Pitiful Anthony Volpe, DJ LeMahieu excuses add dark cloud to Yankees' worst loss in years

Atlanta Braves v New York Yankees
Atlanta Braves v New York Yankees / Luke Hales/GettyImages

The 2024 MLB season was over the second Netflix gave the Boston Red Sox a documentary to celebrate the 20th anniversary of their 2004 comeback over the Yankees, but at least we're all finding that out now in July rather than after a few additional months of hope.

This must be true, because the level of backsliding, backpedaling, and backbreaking gaffes put forth by the Yankees has increased to an unfathomable degree. It's the type of level that typically gets a manager fired and a culture changed. The best we can apparently hope for is the return of Phil Bickford.

Friday night's gutting loss to the Red Sox, the Yankees' 14th in 18 games since Alex Verdugo pounded his chest at Fenway Park nearly a month ago, was the result these Bombers deserved. They scored three runs in the contest, all of which came after a botched double play ball with the bases loaded and one out. They went down silently against relievers like Bailey Horn and Cam Booser. Nestor Cortes Jr. showed up valiantly and Luke Weaver put forth a stunning escape in the eighth, but when Clay Holmes reached two out with no one on in the ninth, we were very obviously just getting started. The fates dictated disaster; Dom Smith singled, Masataka Yoshida worked forever for a game-tying two-run homer after Holmes opted out of varying his pitch mix one iota, and we finally reached the equilibrium (and eventual loss) this hideous team had earned.

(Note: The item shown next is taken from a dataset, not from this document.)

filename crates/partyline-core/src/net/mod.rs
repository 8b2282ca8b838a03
pub mod messages;
pub mod protocol;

Because they could've really used the extra run that was handed to them on a silver platter in the third inning, and it's fitting that singular ghastly moment came back to haunt them, as everything else has since June 14.

With runners on the corners and one out, Ben Rice smashed a hotshot down the line, which was fielded by Boston. Romy González (of course, some guy named Romy González was also a hero!) tapped the bag, spun, and threw to second, where DJ LeMahieu borderline bounded directly into the tag. Anthony Volpe still would've scored, though, if he'd been running through to home plate, where there would be no fathomable consequences for his hustle.

Postgame, he excused the meandering by claiming he thought the ball was foul. No one else did. Even if it was, there's no reason not to run. Surely, Aaron Boone questioned this interpretation, and -- nope. Backed him up. The players are always right, even when they're collapsing under pressure with no way out.

Yankees' Anthony Volpe, DJ LeMahieu refuse to hustle in haunting loss to Red Sox

Volpe's brainlock represented the losing run, but at least you can somewhat understand his brain scrambling for an excuse after letting the team down. He should be held accountable in the days to come, and fans should be left baffled that his high motor, his best and most translateable minor-league skill, has somehow disappeared along with his advanced bat. But still. He's a kid. He'll probably own up to this eventually.

In the world of the much less understandable, what reason could Aaron Boone possibly have had to defend this play from LeMahieu, who also chose to run into oncoming traffic a few moments later?

If Boone's claims of normal, run-of-the-mill hustling are accurate, then LeMahieu should see a doctor and get the 200 pounds of cement removed from his sternum.

In all, the Yankees got what they deserved last night, but it was made all the more painful by the Red Sox getting another reason to believe. They're now just three games back of the Yankees in the loss column with two games to go in this series, just three weeks after being 13 behind. If that's not a reason for these Yankees to start hustling, nothing will be.